##### Exercise data

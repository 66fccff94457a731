//! Single-source shortest paths over a frozen network.
//!
//! Dijkstra's algorithm with a binary heap keyed by tentative distance.
//! Edge weights are validated non-negative at graph construction, which is
//! the precondition for the greedy frontier rule.

use std::cmp::Ordering;
use std::collections::BinaryHeap;

use crate::graph::{FrozenNetwork, NodeId};

/// Heap entry ordered so the smallest tentative distance pops first.
#[derive(Debug, Clone, Copy, PartialEq)]
struct Frontier {
    dist: f64,
    node: NodeId,
}

impl Eq for Frontier {}

impl PartialOrd for Frontier {
    fn partial_cmp(&self, other: &Self) -> Option<Ordering> {
        Some(self.cmp(other))
    }
}

impl Ord for Frontier {
    fn cmp(&self, other: &Self) -> Ordering {
        // Reversed for a min-heap; distances are finite by construction.
        other
            .dist
            .partial_cmp(&self.dist)
            .unwrap_or(Ordering::Equal)
            .then_with(|| other.node.cmp(&self.node))
    }
}

/// Distances from `source` to every node, `f64::INFINITY` where unreachable.
pub fn distances_from(network: &FrozenNetwork, source: NodeId) -> Vec<f64> {
    let mut dist = vec![f64::INFINITY; network.node_count()];
    let mut heap = BinaryHeap::new();

    dist[source.index()] = 0.0;
    heap.push(Frontier {
        dist: 0.0,
        node: source,
    });

    while let Some(Frontier { dist: d, node }) = heap.pop() {
        if d > dist[node.index()] {
            continue; // stale entry
        }
        for link in network.neighbors(node) {
            let next = d + link.weight;
            if next < dist[link.to.index()] {
                dist[link.to.index()] = next;
                heap.push(Frontier {
                    dist: next,
                    node: link.to,
                });
            }
        }
    }

    dist
}

/// Shortest path from `source` to `target` as (node sequence, total
/// distance), or `None` if the two nodes are disconnected.
///
/// # Examples
///
/// ```
/// use road_tsp::distance::shortest_path;
/// use road_tsp::graph::{RoadNetwork, Segment};
/// use road_tsp::models::Coord;
///
/// let segments = vec![
///     Segment::new(Coord::new(0.0, 0.0), Coord::new(0.0, 1.0), 10.0),
///     Segment::new(Coord::new(0.0, 1.0), Coord::new(1.0, 1.0), 20.0),
/// ];
/// let network = RoadNetwork::from_segments(&segments).unwrap().freeze();
/// let ids: Vec<_> = network.node_ids().collect();
///
/// let (path, dist) = shortest_path(&network, ids[0], ids[2]).unwrap();
/// assert_eq!(path, ids);
/// assert_eq!(dist, 30.0);
/// ```
pub fn shortest_path(
    network: &FrozenNetwork,
    source: NodeId,
    target: NodeId,
) -> Option<(Vec<NodeId>, f64)> {
    let mut dist = vec![f64::INFINITY; network.node_count()];
    let mut prev: Vec<Option<NodeId>> = vec![None; network.node_count()];
    let mut heap = BinaryHeap::new();

    dist[source.index()] = 0.0;
    heap.push(Frontier {
        dist: 0.0,
        node: source,
    });

    while let Some(Frontier { dist: d, node }) = heap.pop() {
        if node == target {
            break;
        }
        if d > dist[node.index()] {
            continue;
        }
        for link in network.neighbors(node) {
            let next = d + link.weight;
            if next < dist[link.to.index()] {
                dist[link.to.index()] = next;
                prev[link.to.index()] = Some(node);
                heap.push(Frontier {
                    dist: next,
                    node: link.to,
                });
            }
        }
    }

    let total = dist[target.index()];
    if !total.is_finite() {
        return None;
    }

    let mut path = vec![target];
    let mut current = target;
    while current != source {
        current = prev[current.index()]?;
        path.push(current);
    }
    path.reverse();

    Some((path, total))
}

#[cfg(test)]
mod tests {
    use super::*;
    use crate::graph::{RoadNetwork, Segment};
    use crate::models::Coord;

    /// Unit-weight ring 0-1-2-3-0 plus a weight-10 chord between 0 and 2.
    fn diamond() -> FrozenNetwork {
        let segments = vec![
            Segment::new(Coord::new(0.0, 0.0), Coord::new(0.0, 1.0), 1.0),
            Segment::new(Coord::new(0.0, 1.0), Coord::new(1.0, 1.0), 1.0),
            Segment::new(Coord::new(1.0, 1.0), Coord::new(1.0, 0.0), 1.0),
            Segment::new(Coord::new(1.0, 0.0), Coord::new(0.0, 0.0), 1.0),
            Segment::new(Coord::new(0.0, 0.0), Coord::new(1.0, 1.0), 10.0),
        ];
        RoadNetwork::from_segments(&segments).expect("valid").freeze()
    }

    fn node(n: u32) -> NodeId {
        NodeId::new(n)
    }

    #[test]
    fn test_distances_from_corner() {
        let network = diamond();
        let dist = distances_from(&network, node(0));
        assert_eq!(dist[0], 0.0);
        assert_eq!(dist[1], 1.0);
        // Around the ring, not over the weight-10 chord.
        assert_eq!(dist[2], 2.0);
        assert_eq!(dist[3], 1.0);
    }

    #[test]
    fn test_shortest_path_prefers_ring() {
        let network = diamond();
        let (path, dist) = shortest_path(&network, node(0), node(2)).expect("connected");
        assert_eq!(dist, 2.0);
        assert_eq!(path.len(), 3);
        assert_eq!(path[0], node(0));
        assert_eq!(path[2], node(2));
    }

    #[test]
    fn test_shortest_path_to_self() {
        let network = diamond();
        let (path, dist) = shortest_path(&network, node(1), node(1)).expect("trivial");
        assert_eq!(path, vec![node(1)]);
        assert_eq!(dist, 0.0);
    }

    #[test]
    fn test_disconnected_components() {
        let segments = vec![
            Segment::new(Coord::new(0.0, 0.0), Coord::new(0.0, 1.0), 1.0),
            Segment::new(Coord::new(5.0, 5.0), Coord::new(5.0, 6.0), 1.0),
        ];
        let network = RoadNetwork::from_segments(&segments).expect("valid").freeze();

        let dist = distances_from(&network, node(0));
        assert!(dist[2].is_infinite());
        assert!(shortest_path(&network, node(0), node(2)).is_none());
    }

    #[test]
    fn test_path_distance_matches_edge_weights() {
        let network = diamond();
        let (path, dist) = shortest_path(&network, node(1), node(3)).expect("connected");
        // 1 -> 0 -> 3 or 1 -> 2 -> 3, both length 2.
        assert_eq!(dist, 2.0);
        assert_eq!(path.len(), 3);
    }

    #[test]
    fn test_frozen_network_delegates() {
        let network = diamond();
        let (path, dist) = network.shortest_path(node(0), node(2)).expect("connected");
        assert_eq!(dist, 2.0);
        assert_eq!(path.len(), 3);
    }
}
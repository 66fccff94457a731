//! Road-network graph model.
//!
//! - [`RoadNetwork`] — weighted undirected graph built from segment records,
//!   mutable only through construction and [`RoadNetwork::split_edge`]
//! - [`FrozenNetwork`] — read-only phase of the same graph, safe to share
//! - [`haversine_m`] / [`project_onto_segment`] — geodesic helpers

mod geo;
mod network;

pub use geo::{haversine_m, project_onto_segment, Projection};
pub use network::{
    BoundingBox, EdgeId, EdgeView, FrozenNetwork, GraphError, Link, NetworkInfo, NodeId,
    RoadNetwork, Segment,
};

##########

What lines in the records above include the string "tentative"? Copy each one.

> Written response
//! Dijkstra's algorithm with a binary heap keyed by tentative distance.
/// Heap entry ordered so the smallest tentative distance pops first.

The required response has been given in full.